Yeast-derived beta-glucan induces hematopoietic progenitor cell mobilization. - GreenMedInfo Summary
Mobilization of hematopoietic progenitor cells by yeast-derived beta-glucan requires activation of matrix metalloproteinase-9.
Proc Natl Acad Sci U S A. 2008 Sep 23;105(38):14551-4. Epub 2008 Sep 8. PMID: 18339771
Poly-(1,6)-beta-d-glucopyranosyl-(1,3)-beta-d-glucopyranose (PGG) beta-glucan is a soluble yeast-derived polysaccharide that has previously been shown to induce hematopoietic progenitor cell (HPC) mobilization. However, the mobilizing mechanism of action remains unknown. Here, we confirmed that PGG beta-glucan alone or in combination with granulocyte colony-stimulating factor (G-CSF) mobilizes HPC into the periphery. Optimal mobilizing effects were seen 24-48 hours after PGG beta-glucan doses of 4.8-9.6 mg/kg. Animals treated with G-CSF and PGG beta-glucan showed a collaborative effect in HPC mobilization compared with G-CSF treatment alone. Additional studies demonstrated that neither complement 3 nor complement receptor 3 played a role in this effect and that PGG beta-glucan treatment did not induce proinflammatory cytokine secretion.
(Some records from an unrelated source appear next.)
use anyhow::Context;
use axum::Router;
use std::sync::Arc;
use tokio::time::Duration;
use tracing::{info, warn, Level};

mod client;
mod models;
mod routes;
mod state;
mod utils;

use sb_stateframe::hardware::SimConnector;
use sb_stateframe::Assembler;

use crate::models::config_model::MonitorConfig;
use crate::state::app_state::AppState;
use crate::utils::conf_helper::{get_cached_config, init_config_and_bind};

fn build_assembler(config: &MonitorConfig) -> Assembler {
    let mut assembler = Assembler::new(config.frame);
    if let Some(path) = &config.schema.path {
        assembler = assembler.with_schema_path(path);
    }
    if let Some(dir) = &config.schema.archive_dir {
        assembler = assembler.with_archive_dir(Some(dir.into()));
    }
    assembler
}

#[tokio::main]
async fn main() -> anyhow::Result<()> {
    tracing_subscriber::fmt().with_max_level(Level::INFO).init();

    // === CONFIG + LISTENER ===
    let listener = init_config_and_bind()
        .await
        .context("CRITICAL INIT FAILURE")?;

    let config = get_cached_config()?;

    info!(
        "{} initialized on {}:{} ({:?} frame, {} bytes)",
        config.name,
        config.connection.ip,
        config.connection.port,
        config.frame,
        config.frame.size()
    );

    warn!("No LabJack driver linked, polling simulated devices");
    let connector = Arc::new(SimConnector::nominal(&config.devices.identifiers()));
    let state = AppState::new(config, connector);

    tokio::spawn(client::poller::start_polling(
        state.clone(),
        build_assembler(config),
        Duration::from_millis(config.poll_interval_ms),
    ));

    let app = Router::new()
        .merge(routes::info_routes::health_routes(state.clone()))
        .merge(routes::stateframe_routes::stateframe_routes(state));

    axum::serve(listener, app).await.context("server stopped")?;

    Ok(())
}
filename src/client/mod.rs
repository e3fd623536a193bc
pub mod poller;
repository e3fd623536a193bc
// Field codec: one scalar or fixed-width string <-> little-endian bytes

use crate::core::error::{Result, StateframeError};
use crate::core::value::{RawValue, Value};

/// Element types a schema may name.
#[derive(Debug, Clone, Copy, PartialEq, Eq)]
pub enum TypeCode {
    U8,
    B8,
    U16,
    U32,
    I16,
    I32,
    Sgl,
    Dbl,
}

impl TypeCode {
    pub fn from_tag(tag: &str) -> Option<Self> {
        match tag {
            "U8" => Some(TypeCode::U8),
            "B8" => Some(TypeCode::B8),
            "U16" => Some(TypeCode::U16),
            "U32" => Some(TypeCode::U32),
            "I16" => Some(TypeCode::I16),
            "I32" => Some(TypeCode::I32),
            "SGL" => Some(TypeCode::Sgl),
            "DBL" => Some(TypeCode::Dbl),
            _ => None,
        }
    }

    pub fn tag(self) -> &'static str {
        match self {
            TypeCode::U8 => "U8",
            TypeCode::B8 => "B8",
            TypeCode::U16 => "U16",
            TypeCode::U32 => "U32",
            TypeCode::I16 => "I16",
            TypeCode::I32 => "I32",
            TypeCode::Sgl => "SGL",
            TypeCode::Dbl => "DBL",
        }
    }

    pub fn from_format_char(c: char) -> Option<Self> {
        match c {
            's' => Some(TypeCode::U8),
            'B' => Some(TypeCode::B8),
            'H' => Some(TypeCode::U16),
            'I' => Some(TypeCode::U32),
            'h' => Some(TypeCode::I16),
            'i' => Some(TypeCode::I32),
            'f' => Some(TypeCode::Sgl),
            'd' => Some(TypeCode::Dbl),
            _ => None,
        }
    }

    /// Pack-format character. `U8` is always a character string.
    pub fn format_char(self) -> char {
        match self {
            TypeCode::U8 => 's',
            TypeCode::B8 => 'B',
            TypeCode::U16 => 'H',
            TypeCode::U32 => 'I',
            TypeCode::I16 => 'h',
            TypeCode::I32 => 'i',
            TypeCode::Sgl => 'f',
            TypeCode::Dbl => 'd',
        }
    }

    pub fn width(self) -> usize {
        match self {
            TypeCode::U8 | TypeCode::B8 => 1,
            TypeCode::U16 | TypeCode::I16 => 2,
            TypeCode::U32 | TypeCode::I32 | TypeCode::Sgl => 4,
            TypeCode::Dbl => 8,
        }
    }
}

/// What a single field slot holds.
#[derive(Debug, Clone, Copy, PartialEq, Eq)]
pub enum FieldKind {
    Scalar(TypeCode),
    /// Fixed `n`-byte character slot, zero padded.
    FixedString(usize),
}

impl FieldKind {
    pub fn width(self) -> usize {
        match self {
            FieldKind::Scalar(TypeCode::U8) => 1,
            FieldKind::Scalar(code) => code.width(),
            FieldKind::FixedString(n) => n,
        }
    }
}

/// Bytes for one value plus the pack-format token describing them.
#[derive(Debug, Clone, PartialEq)]
pub struct Encoded {
    pub token: String,
    pub bytes: Vec<u8>,
}

/// Encode `raw` as `kind`. Never fails: a value that cannot be coerced
/// to the target type, or falls outside its range, encodes as zero.
pub fn encode_scalar(kind: FieldKind, raw: &RawValue) -> Encoded {
    let code = match kind {
        FieldKind::FixedString(n) => return encode_fixed_string(n, raw),
        FieldKind::Scalar(TypeCode::U8) => return encode_fixed_string(1, raw),
        FieldKind::Scalar(code) => code,
    };

    let bytes = match code {
        TypeCode::B8 => vec![coerce_int::<u8>(raw)],
        TypeCode::U16 => coerce_int::<u16>(raw).to_le_bytes().to_vec(),
        TypeCode::U32 => coerce_int::<u32>(raw).to_le_bytes().to_vec(),
        TypeCode::I16 => coerce_int::<i16>(raw).to_le_bytes().to_vec(),
        TypeCode::I32 => coerce_int::<i32>(raw).to_le_bytes().to_vec(),
        TypeCode::Sgl => coerce_f32(raw).to_le_bytes().to_vec(),
        TypeCode::Dbl => raw.as_f64().unwrap_or(0.0).to_le_bytes().to_vec(),
        TypeCode::U8 => unreachable!("U8 handled as a string"),
    };

    Encoded {
        token: code.format_char().to_string(),
        bytes,
    }
}

/// Text is cut to `n` bytes or padded with trailing zeros. Non-text
/// values encode as an empty (all zero) slot.
pub fn encode_fixed_string(n: usize, raw: &RawValue) -> Encoded {
    let text = raw.as_text().unwrap_or("");
    let mut bytes = text.as_bytes().to_vec();
    bytes.resize(n, 0);

    Encoded {
        token: format!("{}s", n),
        bytes,
    }
}

/// One u32 word per array dimension, in declaration order.
pub fn encode_dims(dims: &[u32]) -> Encoded {
    let mut bytes = Vec::with_capacity(dims.len() * 4);
    for d in dims {
        bytes.extend_from_slice(&d.to_le_bytes());
    }
    Encoded {
        token: "I".repeat(dims.len()),
        bytes,
    }
}

fn coerce_int<T: TryFrom<i64> + Default>(raw: &RawValue) -> T {
    raw.as_i64()
        .and_then(|v| T::try_from(v).ok())
        .unwrap_or_default()
}

fn coerce_f32(raw: &RawValue) -> f32 {
    match raw.as_f64() {
        Some(v) if v.is_finite() && v.abs() > f32::MAX as f64 => 0.0,
        Some(v) => v as f32,
        None => 0.0,
    }
}

/// Split a pack token like `49s`, `48d` or `f` into (count, type).
pub fn parse_token(token: &str) -> Result<(usize, TypeCode)> {
    let c = token
        .chars()
        .last()
        .ok_or_else(|| StateframeError::InvalidFormat(token.to_string()))?;
    let code = TypeCode::from_format_char(c)
        .ok_or_else(|| StateframeError::InvalidFormat(token.to_string()))?;

    let digits = &token[..token.len() - c.len_utf8()];
    let count = if digits.is_empty() {
        1
    } else {
        digits
            .parse::<usize>()
            .map_err(|_| StateframeError::InvalidFormat(token.to_string()))?
    };

    Ok((count, code))
}

/// Decode one element of `code` from exactly `code.width()` bytes.
pub fn decode_scalar(code: TypeCode, bytes: &[u8]) -> Value {
    match code {
        TypeCode::U8 => Value::Text(decode_string(bytes)),
        TypeCode::B8 => Value::B8(bytes[0]),
        TypeCode::U16 => Value::U16(u16::from_le_bytes([bytes[0], bytes[1]])),
        TypeCode::I16 => Value::I16(i16::from_le_bytes([bytes[0], bytes[1]])),
        TypeCode::U32 => Value::U32(u32::from_le_bytes(word(bytes))),
        TypeCode::I32 => Value::I32(i32::from_le_bytes(word(bytes))),
        TypeCode::Sgl => Value::F32(f32::from_le_bytes(word(bytes))),
        TypeCode::Dbl => {
            let mut b = [0u8; 8];
            b.copy_from_slice(&bytes[..8]);
            Value::F64(f64::from_le_bytes(b))
        }
    }
}

/// Fixed-width string with its zero padding stripped.
pub fn decode_string(bytes: &[u8]) -> String {
    let end = bytes
        .iter()
        .rposition(|b| *b != 0)
        .map(|i| i + 1)
        .unwrap_or(0);
    String::from_utf8_lossy(&bytes[..end]).into_owned()
}

fn word(bytes: &[u8]) -> [u8; 4] {
    [bytes[0], bytes[1], bytes[2], bytes[3]]
}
However, bone marrow cells from PGG beta-glucan-treated mice secreted abundant matrix metalloproteinase-9 (MMP-9), and PGG beta-glucan-induced HPC mobilization was abrogated in MMP-9 knockout mice. Moreover, we demonstrated that both hematopoietic and nonhematopoietic cells contributed to MMP-9 secretion upon PGG beta-glucan treatment. In addition, HPCs mobilized by PGG beta-glucan had similar levels of engraftment in host and lineage differentiation capability compared with those mobilized by G-CSF. Thus, PGG beta-glucan is an agent that enhances HPC mobilization and may improve the outcome of clinical stem cell transplantation.